April 10, 2011 - Posted by | Eating Disorders, identity, recovery | , , , , , , , , , , , , , , , , , ,


  1. So with ya! I’m not into “recovery” but I definitely can say I am fully healed. 🙂

    Comment by Lily | April 10, 2011 | Reply

  2. I love this post so much. I want to give you a big hug. THIS is why I read your blog.

    Comment by Coco | April 10, 2011 | Reply

  3. this is an amazing post! thank you for using your voice. i am recovered 10 years from my eating disorder – and my eating disorder is no longer at the negotiating table or the meal table. check out “Life Beyond Your Eating Disorder” (Harlequin Books) because there really is life beyond – and you deserve to enjoy every minute of it!

    Comment by Johanna Kandel | April 10, 2011 | Reply

  4. “I allow myself to be human now. And being human is so much better than trying to be this perfect machine.”

    Thank you – I can’t word that any better. For most of my life I’ve been trying to be the perfect student – but ultimately a machine – disciplined, constantly working, never allowing myself to have fun because that’s a “sin”, a sign of “weakness”. I forgot – and I still have to keep reminding myself – that in order to pursue my goals I have to be more than just a machine, I need to be human in order to be passionate, and that means accepting emotions, as messy and imperfect as they are. And that scares the crap out of me. So I really admire you for having the courage to be a “Student of Mindfulness”, as you put it on your facebook, as opposed to the robotic student the ED encourages us to be.

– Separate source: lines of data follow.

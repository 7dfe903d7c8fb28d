// Copyright (c) 2025 SOLARE S.R.O.
//
// This file is part of FluxION EVSE Sync.
//
// Licensed under the Creative Commons Attribution-NonCommercial-NoDerivatives 4.0 International
// (CC BY-NC-ND 4.0). You may use and share this file for non-commercial purposes only and you may not
// create derivatives. See <https://creativecommons.org/licenses/by-nc-nd/4.0/>.
//
// This software is provided "AS IS", without warranty of any kind.
//
// For commercial licensing, please contact: info@solare.cz

use crate::credentials::Credentials;
use reqwest::header::{ACCEPT, HeaderMap, HeaderName, HeaderValue, REFERER};
use tracing::warn;
use uuid::Uuid;

pub const REDACTED: &str = "[redacted]";

const SENSITIVE_HEADERS: [&str; 4] = ["cookie", "authorization", "e-auth-token", "x-csrf-token"];
const ACCEPT_VALUE: &str = "application/json, text/plain, */*";

fn insert(headers: &mut HeaderMap, name: &'static str, value: &str) {
    match HeaderValue::from_str(value) {
        Ok(mut header) => {
            if SENSITIVE_HEADERS.contains(&name) {
                header.set_sensitive(true);
            }
            headers.insert(HeaderName::from_static(name), header);
        }
        Err(_) => warn!(header = name, "Dropping header with invalid characters"),
    }
}

/// Headers sent on every cloud request.
pub fn base_headers(base_url: &str, site_id: &str, creds: &Credentials) -> HeaderMap {
    let mut headers = HeaderMap::new();
    headers.insert(ACCEPT, HeaderValue::from_static(ACCEPT_VALUE));
    headers.insert(
        HeaderName::from_static("x-requested-with"),
        HeaderValue::from_static("XMLHttpRequest"),
    );
    if let Ok(referer) = HeaderValue::from_str(&format!("{base_url}/pv/systems/{site_id}/summary")) {
        headers.insert(REFERER, referer);
    }
    if !creds.cookie.is_empty() {
        insert(&mut headers, "cookie", &creds.cookie);
    }
    if let Some(token) = &creds.eauth_token {
        insert(&mut headers, "e-auth-token", token);
    }
    if let Some(xsrf) = creds.xsrf_token() {
        insert(&mut headers, "x-csrf-token", &xsrf);
    }
    headers
}

/// Extra headers for control and scheduler endpoints.
pub fn control_headers(creds: &Credentials) -> HeaderMap {
    let mut headers = HeaderMap::new();
    if let Some(bearer) = creds.control_bearer() {
        insert(&mut headers, "authorization", &format!("Bearer {bearer}"));
    }
    headers
}

/// Extra headers for the historical sessions service.
pub fn history_headers(creds: &Credentials) -> HeaderMap {
    let mut headers = HeaderMap::new();
    if let Some(bearer) = creds.history_bearer() {
        insert(&mut headers, "authorization", &format!("Bearer {bearer}"));
    }
    if let Some(session_id) = creds.jwt_session_id() {
        insert(&mut headers, "e-auth-token", &session_id);
    }
    insert(&mut headers, "requestid", &Uuid::new_v4().to_string());
    if let Some(user_id) = creds.jwt_user_id() {
        insert(&mut headers, "username", &user_id);
    }
    headers
}

/// Render headers for diagnostics with credential values replaced.
pub fn redact_headers(headers: &HeaderMap) -> Vec<(String, String)> {
    headers
        .iter()
        .map(|(name, value)| {
            let key = name.as_str().to_owned();
            let shown = if SENSITIVE_HEADERS.contains(&name.as_str()) {
                REDACTED.to_owned()
            } else {
                value.to_str().unwrap_or(REDACTED).to_owned()
            };
            (key, shown)
        })
        .collect()
}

    Comment by anon | April 10, 2011 | Reply

  5. I really enjoyed reading this post. When I used to hear people say they were fully recovered, I’d think to myself, “Yeah, right…” It’s still difficult to fully believe, but it seems more realistic. I’m in that 100% functioning – but make sure to eat! – phase.

    Comment by Jen | April 10, 2011 | Reply

  6. I totally agree that recovery is possible, I am in recovery now where I eat whatever I want and what my body needs. The number on the scale dosen’t affect me the way it used to. I don’t automatically cope with stress by not eating anymore. Sometimes I am fearful though that the eating disorder might come back throughout my life. But if it does start to creep back in, I know how to fight it and have the tools to do so. I am also a firm believer that you have to want to recover for it to happen. There were many times I wasn’t successful in treatment because I didn’t want to get better. When I wanted it and was willing to put in the work towards it thats when it happened.

    Comment by Cheryl | April 15, 2011 | Reply

  7. This was the perfect post 🙂 I have been in a full recovery for about a year now, and at this point, the hardest thing I have facing me is the fact that most of my friends have either (1) returned to their Eating Disorder fully, (2) have just started on their journey to recovery, or (3) are functioning but will be the ones who will forever need almost daily intervention from others to stay that way. Out of the girls I know, I am the “furthest ahead” in recovery and feel like I am walking into uncharted territory. When I hit snags, I don’t really have anyone to turn to for advice. Now I am not complaining at all. I almost always figure out the perfect way for me to deal with these, and it’s kind of exciting to be the “leader” of something this healthy. It’s like I’m giving my friends peer pressure in a good way. All I’m trying to say is that it’s nice to know that there are indeed people who are further along in their path to recovery than myself. I know logically that I am not alone in this journey, but it’s comforting to think that there are others who are ahead of me instead of just following me. I am most defiantly still in the place of 100% functioning but still needing to keep a constant eye on myself to make sure I don’t slip up in one way or another. Thanks for this post. It really was just what I needed to hear!